The idea of getting teachers from abroad has not been well received by the Union of Professional Educators.  Whether or not this move could have been avoided, the principle of employing foreign teachers should be encouraged.  With a population as small as ours, we can stand to benefit from a more diverse teaching body.  Foreigners are also employed teaching English as a foreign language in Malta.  There are many other subjects which can be taught by teachers from abroad.
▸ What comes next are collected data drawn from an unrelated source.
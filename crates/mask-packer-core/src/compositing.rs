use image::{RgbaImage, imageops};
use tracing::{debug, instrument, trace, warn};

use crate::config::ComposeConfig;
use crate::error::Result;
use crate::geometry;
use crate::mask_index::MaskSource;
use crate::model::Page;

/// A composited page canvas together with what went into it.
#[derive(Debug, Clone)]
pub struct ComposedPage {
    pub canvas: RgbaImage,
    /// Sprites whose mask was found and drawn.
    pub painted: usize,
    /// Sprite names with no matching mask, in draw order.
    pub skipped: Vec<String>,
}

/// Paints the mask of every sprite of `page` onto a transparent canvas of the page size.
///
/// Sprites are drawn in list order with source-over blending, so later sprites cover earlier
/// ones. A sprite without a mask is skipped with a warning. Unless `cfg.keep_alpha` is set the
/// finished canvas is made fully opaque.
#[instrument(skip_all, fields(page = %page.name))]
pub fn compose_page<M>(page: &Page, masks: &M, cfg: &ComposeConfig) -> Result<ComposedPage>
where
    M: MaskSource + ?Sized,
{
    let (w, h) = geometry::checked_dimensions(page.size.x.into(), page.size.y.into())?;
    let mut canvas = RgbaImage::new(w, h);
    if page.premultiplied_alpha {
        debug!("page declares premultiplied alpha; compositing with straight alpha");
    }

    let mut painted = 0usize;
    let mut skipped = Vec::new();
    for sprite in &page.sprites {
        let Some(mask) = masks.load_mask(&sprite.name)? else {
            warn!(sprite = %sprite.name, "skipped sprite: no matching mask");
            skipped.push(sprite.name.clone());
            continue;
        };
        let plan = geometry::plan(sprite, mask.dimensions())?;
        let placed = geometry::apply(&plan, mask, cfg.kernel)?;
        trace!(
            sprite = %sprite.name,
            at = %sprite.bounds.position,
            size = ?placed.dimensions(),
            "painting"
        );
        imageops::overlay(
            &mut canvas,
            &placed,
            sprite.bounds.position.x as i64,
            sprite.bounds.position.y as i64,
        );
        painted += 1;
    }

    if !cfg.keep_alpha {
        strip_alpha(&mut canvas);
    }
    Ok(ComposedPage {
        canvas,
        painted,
        skipped,
    })
}

/// Forces every pixel fully opaque, leaving colour untouched.
pub fn strip_alpha(canvas: &mut RgbaImage) {
    for px in canvas.pixels_mut() {
        px.0[3] = u8::MAX;
    }
}
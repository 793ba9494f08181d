use crate::{
    dashboard::{
        color_scheme::ColorScheme,
        keymap::KeyBinding,
        position::{Position, Size},
    },
    error::Error,
    utils::any::Any,
};
use serde::Deserialize;
use std::path::Path;

#[derive(Clone, Debug, Deserialize)]
pub struct AgentConfig {
    pub size: i32,
    pub step_size: i32,

    // NOTE: the agent starts centered in the map when no initial position is given
    #[serde(default)]
    pub initial: Option<Position>,
}

#[derive(Clone, Debug, Deserialize)]
pub struct MapConfig {
    pub label_height: i32,
    pub grid_step: usize,
    pub glow_margin: i32,
    pub label_offset: Position,
    pub min_viewport: Size,

    // NOTE: logical units covered by one terminal cell; the map viewport is the panel's inner area scaled by this
    pub cell_size: Size,
}

#[derive(Clone, Debug, Deserialize)]
pub struct Config {
    pub title: String,
    pub agent: AgentConfig,
    pub map: MapConfig,
    pub color_scheme: ColorScheme,

    #[serde(default)]
    pub keymap: Vec<KeyBinding>,
}

impl Config {
    const DEFAULT_CONFIG_STR: &'static str = std::include_str!("config.yaml");

    pub fn default_config() -> Result<Self, Error> {
        Self::DEFAULT_CONFIG_STR.deserialize_from_yaml::<Self>()?.validate()
    }

    pub fn load(config_filepath: Option<&Path>) -> Result<Self, Error> {
        let Some(config_filepath) = config_filepath else {
            return Self::default_config();
        };

        config_filepath
            .read_to_string()?
            .deserialize_from_yaml::<Self>()?
            .validate()
    }

    fn validate(self) -> Result<Self, Error> {
        if self.agent.size <= 0 {
            return Error::InvalidConfig("agent.size must be positive").err();
        }

        if self.agent.step_size <= 0 {
            return Error::InvalidConfig("agent.step_size must be positive").err();
        }

        if self.map.grid_step == 0 {
            return Error::InvalidConfig("map.grid_step must be positive").err();
        }

        if self.map.label_height < 0 || self.map.glow_margin < 0 {
            return Error::InvalidConfig("map.label_height and map.glow_margin must not be negative").err();
        }

        if self.map.cell_size.width <= 0 || self.map.cell_size.height <= 0 {
            return Error::InvalidConfig("map.cell_size must be positive").err();
        }

        if self.map.min_viewport.width < 0 || self.map.min_viewport.height < 0 {
            return Error::InvalidConfig("map.min_viewport must not be negative").err();
        }

        self.ok()
    }
}
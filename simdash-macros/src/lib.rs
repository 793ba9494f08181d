mod expand;

use proc_macro::TokenStream;

/**
 * Generates associated c-style structs for c-style struct enum variants, along with a `From` impl from each
 * generated struct into the enum. The enum's `#[derive(...)]` attributes are copied onto every generated struct.
 *
 * Example:
 * ```ignore
 * #[expand]
 * #[derive(Debug)]
 * pub enum Enum {
 *     Foo { foo: u8 },
 *     Bar { bar: u8 },
 * }
 * ```
 * generates
 * ```ignore
 * #[derive(Debug)]
 * pub struct Foo {
 *     pub foo: u8,
 * }
 *
 * impl From<Foo> for Enum { ... }
 *
 * #[derive(Debug)]
 * pub struct Bar {
 *     pub bar: u8,
 * }
 *
 * impl From<Bar> for Enum { ... }
 *
 * #[derive(Debug)]
 * pub enum Enum {
 *     Foo(Foo),
 *     Bar(Bar),
 * }
 * ```
 */
#[proc_macro_attribute]
pub fn expand(_arg_tokens: TokenStream, item_tokens: TokenStream) -> TokenStream {
    crate::expand::expand(item_tokens)
}
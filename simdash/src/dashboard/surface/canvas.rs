use crate::{
    dashboard::{
        color_scheme::ColorScheme,
        draw::{DrawDescription, Ellipse, FillRect, Line, Primitive, Text},
        position::Size,
        surface::Surface,
    },
    error::Error,
    utils::any::Any,
};
use ratatui::{
    buffer::Buffer,
    layout::Rect,
    style::{Color, Style},
    symbols::Marker,
    text::Line as TextLine,
    widgets::{
        canvas::{Canvas, Context, Line as CanvasLine, Painter, Shape},
        Widget,
    },
};

#[derive(Clone, Copy)]
enum Outline {
    Rect,
    Ellipse,
}

/// A filled rect or ellipse in canvas space, sampled once per canvas pixel.
struct Fill {
    left: f64,
    bottom: f64,
    width: f64,
    height: f64,
    outline: Outline,
    color: Color,
    pixel_size: (f64, f64),
}

impl Fill {
    fn contains(&self, x: f64, y: f64) -> bool {
        match self.outline {
            Outline::Rect => true,
            Outline::Ellipse => {
                let radius_x = self.width / 2.0;
                let radius_y = self.height / 2.0;
                let dx = (x - self.left - radius_x) / radius_x;
                let dy = (y - self.bottom - radius_y) / radius_y;

                dx * dx + dy * dy <= 1.0
            }
        }
    }
}

impl Shape for Fill {
    fn draw(&self, painter: &mut Painter) {
        let (pixel_width, pixel_height) = self.pixel_size;

        if self.width <= 0.0 || self.height <= 0.0 || pixel_width <= 0.0 || pixel_height <= 0.0 {
            return;
        }

        let mut y = self.bottom + pixel_height / 2.0;

        while y < self.bottom + self.height {
            let mut x = self.left + pixel_width / 2.0;

            while x < self.left + self.width {
                if self.contains(x, y) {
                    if let Some((column, row)) = painter.get_point(x, y) {
                        painter.paint(column, row, self.color);
                    }
                }

                x += pixel_width;
            }

            y += pixel_height;
        }
    }
}

/// Maps logical units onto the canvas: the y axis is flipped, since canvas coordinates grow upwards.
struct Projection<'a> {
    viewport: Size,
    pixel_size: (f64, f64),
    color_scheme: &'a ColorScheme,
}

impl Projection<'_> {
    fn flip(&self, y: i32) -> f64 {
        f64::from(self.viewport.height.saturating_sub(y))
    }

    fn fill(&self, outline: Outline, (x, y, width, height): (i32, i32, i32, i32), color: Color) -> Fill {
        Fill {
            left: f64::from(x),
            bottom: self.flip(y.saturating_add(height)),
            width: f64::from(width),
            height: f64::from(height),
            outline,
            color,
            pixel_size: self.pixel_size,
        }
    }

    fn paint_primitive(&self, context: &mut Context, primitive: &Primitive) {
        match primitive {
            Primitive::FillRect(FillRect {
                x,
                y,
                width,
                height,
                color,
            }) => {
                let color = self.color_scheme.map_color(*color);

                context.draw(&self.fill(Outline::Rect, (*x, *y, *width, *height), color));
            }
            Primitive::Ellipse(Ellipse {
                x,
                y,
                width,
                height,
                color,
            }) => {
                let color = self.color_scheme.map_color(*color);

                context.draw(&self.fill(Outline::Ellipse, (*x, *y, *width, *height), color));
            }
            Primitive::Line(Line { x1, y1, x2, y2, color }) => context.draw(&CanvasLine {
                x1: f64::from(*x1),
                y1: self.flip(*y1),
                x2: f64::from(*x2),
                y2: self.flip(*y2),
                color: self.color_scheme.map_color(*color),
            }),
            Primitive::Text(Text { x, y, text, color }) => {
                let style = Style::new().fg(self.color_scheme.map_color(*color));

                context.print(f64::from(*x), self.flip(*y), TextLine::styled(text.clone(), style));
            }
        }
    }
}

/// Paints draw descriptions onto a region of a terminal buffer, scaling the viewport to fit the region.
pub struct CanvasSurface<'a> {
    buffer: &'a mut Buffer,
    area: Rect,
    viewport: Size,
    color_scheme: &'a ColorScheme,
}

impl<'a> CanvasSurface<'a> {
    pub fn new(buffer: &'a mut Buffer, area: Rect, viewport: Size, color_scheme: &'a ColorScheme) -> Self {
        Self {
            buffer,
            area,
            viewport,
            color_scheme,
        }
    }

    // NOTE: half block markers give each cell two vertically stacked pixels
    fn pixel_size(&self) -> (f64, f64) {
        let width = f64::from(self.viewport.width) / f64::from(self.area.width);
        let height = f64::from(self.viewport.height) / (2.0 * f64::from(self.area.height));

        (width, height)
    }
}

impl Surface for CanvasSurface<'_> {
    fn paint(&mut self, description: &DrawDescription) -> Result<(), Error> {
        if self.area.is_empty() {
            return ().ok();
        }

        let projection = Projection {
            viewport: self.viewport,
            pixel_size: self.pixel_size(),
            color_scheme: self.color_scheme,
        };
        let canvas = Canvas::default()
            .background_color(self.color_scheme.background())
            .marker(Marker::HalfBlock)
            .x_bounds([0.0, f64::from(self.viewport.width)])
            .y_bounds([0.0, f64::from(self.viewport.height)])
            .paint(|context| {
                for primitive in description.primitives() {
                    projection.paint_primitive(context, primitive);
                }
            });

        canvas.render(self.area, self.buffer);

        ().ok()
    }
}
pub mod canvas;
pub mod writer;

use crate::{dashboard::draw::DrawDescription, error::Error};

/// Anything a draw description can be painted onto.
pub trait Surface {
    fn paint(&mut self, description: &DrawDescription) -> Result<(), Error>;
}
use crate::{
    client::Client,
    config::Config,
    dashboard::{
        position::{Position, Size},
        simulation::Simulation,
        surface::{
            writer::{Format, WriterSurface},
            Surface,
        },
    },
    error::Error,
    utils::any::Any,
};
use clap::{Args, Parser, Subcommand};
use std::{io::Write, path::PathBuf, process::ExitCode};
use tracing::Level;
use tracing_subscriber::EnvFilter;

#[derive(Clone, Subcommand)]
pub enum Command {
    /// Feed control tokens to the simulation without a terminal and print the resulting map draw description
    Replay(ReplayArgs),
}

#[derive(Args, Clone)]
pub struct ReplayArgs {
    /// Map viewport width; defaults to the configured minimum viewport
    #[arg(long, value_parser = clap::value_parser!(i32).range(0..=ReplayArgs::MAX_VIEWPORT))]
    pub width: Option<i32>,

    /// Map viewport height; defaults to the configured minimum viewport
    #[arg(long, value_parser = clap::value_parser!(i32).range(0..=ReplayArgs::MAX_VIEWPORT))]
    pub height: Option<i32>,

    /// Starting position as x,y; defaults to the configured initial position
    #[arg(long)]
    pub start: Option<Position>,

    #[arg(default_value_t, long, value_enum)]
    pub format: Format,

    /// Fail on tokens other than up, down, left, right, A and B instead of ignoring them
    #[arg(long)]
    pub strict: bool,

    pub tokens: Vec<String>,
}

impl ReplayArgs {
    const MAX_VIEWPORT: i64 = 10_000;

    fn replay<W: Write>(&self, mut config: Config, writer: W) -> Result<W, Error> {
        if let Some(start) = self.start {
            config.agent.initial = start.some();
        }

        let min_viewport = config.map.min_viewport;
        let viewport = Size::new(
            self.width.unwrap_or(min_viewport.width),
            self.height.unwrap_or(min_viewport.height),
        );
        let mut simulation = Simulation::new(&config, viewport);

        for token in &self.tokens {
            if self.strict {
                simulation.handle_control_strict(token)?;
            } else {
                simulation.handle_control(token);
            }
        }

        let mut surface = WriterSurface::new(writer, self.format);

        surface.paint(&simulation.describe())?;

        surface.into_inner().ok()
    }

    pub fn run(&self, config: Config) -> Result<ExitCode, Error> {
        self.replay(config, std::io::stdout().lock())?.unit();

        ExitCode::SUCCESS.ok()
    }
}

#[derive(Parser)]
#[command(about, version)]
pub struct CliArgs {
    #[command(subcommand)]
    pub command: Option<Command>,

    #[arg(long = "config")]
    pub config_filepath: Option<PathBuf>,

    #[arg(long = "logs")]
    pub log_filepath: Option<PathBuf>,
}

impl CliArgs {
    fn env_filter() -> EnvFilter {
        EnvFilter::from_default_env().add_directive(Level::INFO.into())
    }

    // NOTE: the interactive dashboard owns the terminal, so it only logs when given a log file
    fn init_tracing(&self) -> Result<(), Error> {
        match (&self.log_filepath, &self.command) {
            (Some(log_filepath), _) => {
                let log_file = log_filepath.create()?;

                tracing_subscriber::fmt()
                    .with_env_filter(Self::env_filter())
                    .with_writer(log_file)
                    .json()
                    .init();
            }
            (None, Some(Command::Replay(_replay_args))) => tracing_subscriber::fmt()
                .with_env_filter(Self::env_filter())
                .with_writer(std::io::stderr)
                .init(),
            (None, None) => {}
        }

        ().ok()
    }

    pub async fn run(self) -> Result<ExitCode, Error> {
        self.init_tracing()?;

        let config = Config::load(self.config_filepath.as_deref())?;

        match self.command {
            Some(Command::Replay(replay_args)) => replay_args.run(config),
            None => Client::run(config).await,
        }
    }
}
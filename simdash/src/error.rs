use derive_more::{Display, From};
use serde_json::Error as SerdeJsonError;
use serde_yaml::Error as SerdeYamlError;
use std::io::Error as IoError;

// NOTE:
// - Error must implement Debug to be used as E in fn main() -> Result<ExitCode, E>
// - Error must implement Display for Any::error() and for serde's #[serde(try_from = "...")]
#[derive(Debug, Display, From)]
pub enum Error {
    Io(IoError),
    SerdeJson(SerdeJsonError),
    SerdeYaml(SerdeYamlError),

    #[display(fmt = "invalid color {_0:?}, expected #rrggbb or #rrggbbaa")]
    #[from(ignore)]
    InvalidColor(String),

    #[display(fmt = "invalid config: {_0}")]
    #[from(ignore)]
    InvalidConfig(&'static str),

    #[display(fmt = "invalid direction {_0:?}")]
    #[from(ignore)]
    InvalidDirection(String),

    #[display(fmt = "invalid position {_0:?}, expected x,y")]
    #[from(ignore)]
    InvalidPosition(String),
}

// NOTE: clap requires value parser errors to implement std::error::Error
impl std::error::Error for Error {}
use crate::{error::Error, utils::any::Any};
use serde::{Deserialize, Serialize};
use std::str::FromStr;
use strum_macros::{Display, EnumIter};

#[derive(Clone, Copy, Debug, Default, Deserialize, Eq, Hash, PartialEq, Serialize)]
pub struct Position {
    pub x: i32,
    pub y: i32,
}

impl Position {
    pub fn new(x: i32, y: i32) -> Self {
        Self { x, y }
    }
}

/// Width and height of a viewport in logical units; never negative.
#[derive(Clone, Copy, Debug, Default, Deserialize, Eq, Hash, PartialEq, Serialize)]
pub struct Size {
    pub width: i32,
    pub height: i32,
}

impl Size {
    pub fn new(width: i32, height: i32) -> Self {
        Self {
            width: width.max(0),
            height: height.max(0),
        }
    }

    pub fn at_least(self, min: Self) -> Self {
        Self::new(self.width.max(min.width), self.height.max(min.height))
    }
}

#[derive(Clone, Copy, Debug, Display, EnumIter, Eq, Hash, PartialEq)]
#[strum(serialize_all = "snake_case")]
pub enum Direction {
    Up,
    Down,
    Left,
    Right,
}

impl Direction {
    fn delta(self, step_size: i32) -> (i32, i32) {
        match self {
            Self::Up => (0, -step_size),
            Self::Down => (0, step_size),
            Self::Left => (-step_size, 0),
            Self::Right => (step_size, 0),
        }
    }
}

#[derive(Clone, Copy, Debug, Eq, PartialEq)]
pub enum Movement {
    Moved(Position),
    Unchanged(Position),
}

/// The simulated agent's position within the map viewport.
///
/// The position always satisfies `0 <= x <= width - size` and `top_margin <= y <= height - size`. When the viewport
/// is too small to fit the marker, the lower bound wins.
#[derive(Clone, Debug)]
pub struct PositionModel {
    position: Position,
    size: i32,
    step_size: i32,
    top_margin: i32,
    bounds: Size,
}

impl PositionModel {
    pub fn new(size: i32, step_size: i32, top_margin: i32, bounds: Size) -> Self {
        let centered = Position::new((bounds.width - size) / 2, (bounds.height - size) / 2);

        Self::with_position(centered, size, step_size, top_margin, bounds)
    }

    pub fn with_position(position: Position, size: i32, step_size: i32, top_margin: i32, bounds: Size) -> Self {
        let mut position_model = Self {
            position,
            size,
            step_size,
            top_margin,
            bounds,
        };

        position_model.position = position_model.clamp(position);

        position_model
    }

    pub fn position(&self) -> Position {
        self.position
    }

    pub fn size(&self) -> i32 {
        self.size
    }

    pub fn bounds(&self) -> Size {
        self.bounds
    }

    fn max_x(&self) -> i32 {
        (self.bounds.width - self.size).max(0)
    }

    fn max_y(&self) -> i32 {
        (self.bounds.height - self.size).max(self.top_margin)
    }

    fn clamp(&self, position: Position) -> Position {
        Position::new(
            position.x.clamp(0, self.max_x()),
            position.y.clamp(self.top_margin, self.max_y()),
        )
    }

    pub fn step(&mut self, direction: Direction) -> Movement {
        let (dx, dy) = direction.delta(self.step_size);
        let target = Position::new(self.position.x.saturating_add(dx), self.position.y.saturating_add(dy));
        let clamped = self.clamp(target);

        if clamped == self.position {
            return Movement::Unchanged(clamped);
        }

        self.position = clamped;

        Movement::Moved(clamped)
    }

    pub fn set_bounds(&mut self, bounds: Size) -> Movement {
        self.bounds = bounds;

        let clamped = self.clamp(self.position);

        if clamped == self.position {
            Movement::Unchanged(clamped)
        } else {
            self.position = clamped;

            Movement::Moved(clamped)
        }
    }
}

impl FromStr for Position {
    type Err = Error;

    // NOTE: accepts "x,y" as used by the replay command's --start flag
    fn from_str(string: &str) -> Result<Self, Self::Err> {
        let invalid = || Error::InvalidPosition(string.to_owned());
        let (x, y) = string.split_once(',').ok_or_else(invalid)?;
        let x = x.trim().parse().map_err(|_parse_err| invalid())?;
        let y = y.trim().parse().map_err(|_parse_err| invalid())?;

        Self::new(x, y).ok()
    }
}
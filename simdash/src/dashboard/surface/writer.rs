use crate::{
    dashboard::{draw::DrawDescription, surface::Surface},
    error::Error,
    utils::any::Any,
};
use clap::ValueEnum;
use std::io::Write;

#[derive(Clone, Copy, Debug, Default, Eq, PartialEq, ValueEnum)]
pub enum Format {
    #[default]
    Json,
    Yaml,
}

/// Serializes draw descriptions to a writer, for consumers outside the terminal.
pub struct WriterSurface<W> {
    writer: W,
    format: Format,
}

impl<W: Write> WriterSurface<W> {
    pub fn new(writer: W, format: Format) -> Self {
        Self { writer, format }
    }

    pub fn into_inner(self) -> W {
        self.writer
    }
}

impl<W: Write> Surface for WriterSurface<W> {
    fn paint(&mut self, description: &DrawDescription) -> Result<(), Error> {
        let mut serialized = match self.format {
            Format::Json => description.to_json()?,
            Format::Yaml => description.to_yaml()?,
        };

        if !serialized.ends_with('\n') {
            serialized.push('\n');
        }

        self.writer.write_all_and_flush(serialized.as_bytes())?.ok()
    }
}
use crate::dashboard::{command::ControlToken, position::Size};
use ratatui::{
    layout::{Constraint, Direction, Layout, Rect},
    widgets::{Block, Borders},
};

/// Screen regions of the dashboard, derived from the terminal area alone so that drawing and mouse hit-testing
/// agree.
#[derive(Clone, Debug, Default, Eq, PartialEq)]
pub struct DashboardLayout {
    pub title: Rect,
    pub map: Rect,
    pub infra: Rect,
    pub video: Rect,
    pub controls: Rect,
    pub status: Rect,
    pub buttons: Vec<(ControlToken, Rect)>,
}

impl DashboardLayout {
    const TITLE_HEIGHT: u16 = 1;
    const BUTTON_WIDTH: u16 = 7;
    const BUTTON_HEIGHT: u16 = 3;
    const BUTTON_GAP: u16 = 1;
    const PAD_COLUMNS: u16 = 4;
    const PAD_ROWS: u16 = 3;

    // NOTE: (row, column) within the pad grid
    const BUTTON_CELLS: [(ControlToken, u16, u16); 6] = [
        (ControlToken::Up, 0, 1),
        (ControlToken::Left, 1, 0),
        (ControlToken::Right, 1, 2),
        (ControlToken::Down, 2, 1),
        (ControlToken::A, 0, 3),
        (ControlToken::B, 2, 3),
    ];

    pub fn new(area: Rect) -> Self {
        let controls_height = Self::PAD_ROWS * Self::BUTTON_HEIGHT + 2;
        let rows = Layout::default()
            .direction(Direction::Vertical)
            .constraints([
                Constraint::Length(Self::TITLE_HEIGHT),
                Constraint::Min(0),
                Constraint::Length(controls_height),
            ])
            .split(area);
        let panels = Layout::default()
            .direction(Direction::Horizontal)
            .constraints([Constraint::Ratio(1, 3), Constraint::Ratio(1, 3), Constraint::Ratio(1, 3)])
            .split(rows[1]);
        let controls = rows[2];
        let pad_area = Self::panel_inner(controls);
        let pad_width = Self::PAD_COLUMNS * (Self::BUTTON_WIDTH + Self::BUTTON_GAP);
        let buttons = Self::BUTTON_CELLS
            .iter()
            .map(|&(token, row, column)| {
                let button = Rect::new(
                    pad_area.x.saturating_add(column * (Self::BUTTON_WIDTH + Self::BUTTON_GAP)),
                    pad_area.y.saturating_add(row * Self::BUTTON_HEIGHT),
                    Self::BUTTON_WIDTH,
                    Self::BUTTON_HEIGHT,
                );

                (token, button.intersection(pad_area))
            })
            .collect();
        let status_x = pad_area.x.saturating_add(pad_width);
        let status = Rect::new(
            status_x,
            pad_area.y,
            pad_area.right().saturating_sub(status_x),
            pad_area.height,
        );

        Self {
            title: rows[0],
            map: panels[0],
            infra: panels[1],
            video: panels[2],
            controls,
            status,
            buttons,
        }
    }

    pub fn panel_inner(panel: Rect) -> Rect {
        Block::default().borders(Borders::ALL).inner(panel)
    }

    /// The logical viewport of the map panel: its inner cells scaled by `cell_size`, never smaller than
    /// `min_viewport`.
    pub fn map_viewport(&self, cell_size: Size, min_viewport: Size) -> Size {
        let inner = Self::panel_inner(self.map);
        let width = i32::from(inner.width).saturating_mul(cell_size.width);
        let height = i32::from(inner.height).saturating_mul(cell_size.height);

        Size::new(width, height).at_least(min_viewport)
    }

    pub fn button_at(&self, column: u16, row: u16) -> Option<ControlToken> {
        self.buttons.iter().find_map(|&(token, button)| {
            let contains = (button.left()..button.right()).contains(&column) && (button.top()..button.bottom()).contains(&row);

            contains.then_some(token)
        })
    }
}

#[cfg(test)]
mod tests {
    use super::*;

    #[test]
    fn splits_panels_above_controls() {
        let layout = DashboardLayout::new(Rect::new(0, 0, 120, 40));

        assert_eq!(layout.title, Rect::new(0, 0, 120, 1));
        assert_eq!(layout.map, Rect::new(0, 1, 40, 28));
        assert_eq!(layout.infra, Rect::new(40, 1, 40, 28));
        assert_eq!(layout.video, Rect::new(80, 1, 40, 28));
        assert_eq!(layout.controls, Rect::new(0, 29, 120, 11));
    }

    #[test]
    fn buttons_form_a_direction_pad() {
        let layout = DashboardLayout::new(Rect::new(0, 0, 120, 40));

        // NOTE: the pad's inner area starts at (1, 30)
        assert_eq!(layout.button_at(9, 30), Some(ControlToken::Up));
        assert_eq!(layout.button_at(1, 33), Some(ControlToken::Left));
        assert_eq!(layout.button_at(17, 35), Some(ControlToken::Right));
        assert_eq!(layout.button_at(9, 36), Some(ControlToken::Down));
        assert_eq!(layout.button_at(25, 30), Some(ControlToken::A));
        assert_eq!(layout.button_at(31, 38), Some(ControlToken::B));
    }

    #[test]
    fn gaps_and_other_panels_hit_nothing() {
        let layout = DashboardLayout::new(Rect::new(0, 0, 120, 40));

        assert_eq!(layout.button_at(8, 30), None);
        assert_eq!(layout.button_at(1, 30), None);
        assert_eq!(layout.button_at(9, 10), None);
        assert_eq!(layout.button_at(0, 29), None);
    }

    #[test]
    fn map_viewport_scales_cells_with_a_floor() {
        let layout = DashboardLayout::new(Rect::new(0, 0, 120, 40));
        let cell_size = Size::new(8, 16);

        assert_eq!(layout.map_viewport(cell_size, Size::new(300, 300)), Size::new(304, 416));

        let small = DashboardLayout::new(Rect::new(0, 0, 30, 20));

        assert_eq!(small.map_viewport(cell_size, Size::new(300, 300)), Size::new(300, 300));
    }

    #[test]
    fn tiny_terminals_do_not_overflow() {
        let area = Rect::new(0, 0, 10, 5);
        let layout = DashboardLayout::new(area);

        for (_token, button) in &layout.buttons {
            assert_eq!(button.intersection(area), *button);
        }
    }
}
use ratatui::{layout::Rect, text::Text, widgets::Paragraph};
use serde::{Deserialize, Serialize};
use serde_json::Error as SerdeJsonError;
use serde_yaml::Error as SerdeYamlError;
use std::{
    borrow::Borrow,
    fmt::Display,
    fs::File,
    io::{Error as IoError, Write},
    path::Path,
};

pub trait Any: Sized {
    fn create(&self) -> Result<File, IoError>
    where
        Self: AsRef<Path>,
    {
        File::create(self)
    }

    fn deserialize_from_yaml<'a, T: Deserialize<'a>>(&'a self) -> Result<T, SerdeYamlError>
    where
        Self: AsRef<str>,
    {
        serde_yaml::from_str(self.as_ref())
    }

    fn err<T>(self) -> Result<T, Self> {
        Err(self)
    }

    fn error<T, E: Display>(self) -> Option<T>
    where
        Self: Into<Result<T, E>>,
    {
        match self.into() {
            Ok(ok) => ok.some(),
            Err(error) => {
                tracing::error!(%error);

                None
            }
        }
    }

    fn ok<E>(self) -> Result<Self, E> {
        Ok(self)
    }

    fn paragraph<'a>(self) -> Paragraph<'a>
    where
        Self: Into<Text<'a>>,
    {
        Paragraph::new(self)
    }

    fn read_to_string(&self) -> Result<String, IoError>
    where
        Self: AsRef<Path>,
    {
        std::fs::read_to_string(self)
    }

    fn rect<T: Borrow<u16>>(&self) -> Rect
    where
        Self: Borrow<(T, T)>,
    {
        let (width, height) = self.borrow();

        Rect::new(0, 0, *width.borrow(), *height.borrow())
    }

    fn some(self) -> Option<Self> {
        Some(self)
    }

    fn to_json(&self) -> Result<String, SerdeJsonError>
    where
        Self: Serialize,
    {
        serde_json::to_string_pretty(self)
    }

    fn to_yaml(&self) -> Result<String, SerdeYamlError>
    where
        Self: Serialize,
    {
        serde_yaml::to_string(self)
    }

    fn unit(self) {}

    fn write_all_and_flush(&mut self, bytes: &[u8]) -> Result<(), IoError>
    where
        Self: Write,
    {
        self.write_all(bytes)?;
        self.flush()?;

        ().ok()
    }
}

impl<T> Any for T {}
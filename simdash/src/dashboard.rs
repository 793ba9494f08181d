pub mod color_scheme;
pub mod command;
pub mod dashboard;
pub mod draw;
pub mod keymap;
pub mod layout;
pub mod map_renderer;
pub mod position;
pub mod simulation;
pub mod surface;
pub mod any;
It is true that due to the low salaries, not many EU nationals will be attracted to come here unless they were offered the kind of salaries that the AUM lecturers were (only to be dismissed).  But that does not mean that there could not be some candidates of good standard who can contribute to some positive change in education in Malta.  As for speaking Maltese, I cringe listening to the DJs, guests or presenters on our radio and TV stations.  One word out of 6 may be in Maltese. The rest is in pigeon English and Italian with some weird Maltese ending to make it seem it is still Maltese.  Our students learning better English and Maltese would be the best way round.

There must come a time when Malta makes a leap of consciousness and maturity.  The childish and mediocre life should be transformed into a cohesive and coherent society which takes responsibility and fights for justice and the right to democracy.  It's not ok to be suspected of crimes of any nature and be a public servant.  Let alone a Leader or Representative of the people.  Neither are lies and corrupt deals a way to govern.  Fear belongs to medieval days and should never, ever be tolerated as a way to stay in power.

It is true that to open our eyes now, when all is being robbed from us and our beautiful island is stripped of trees and laden with concrete, would be a shock to the system.  But to remain in a false paradise can only lead to poverty and paradise lost.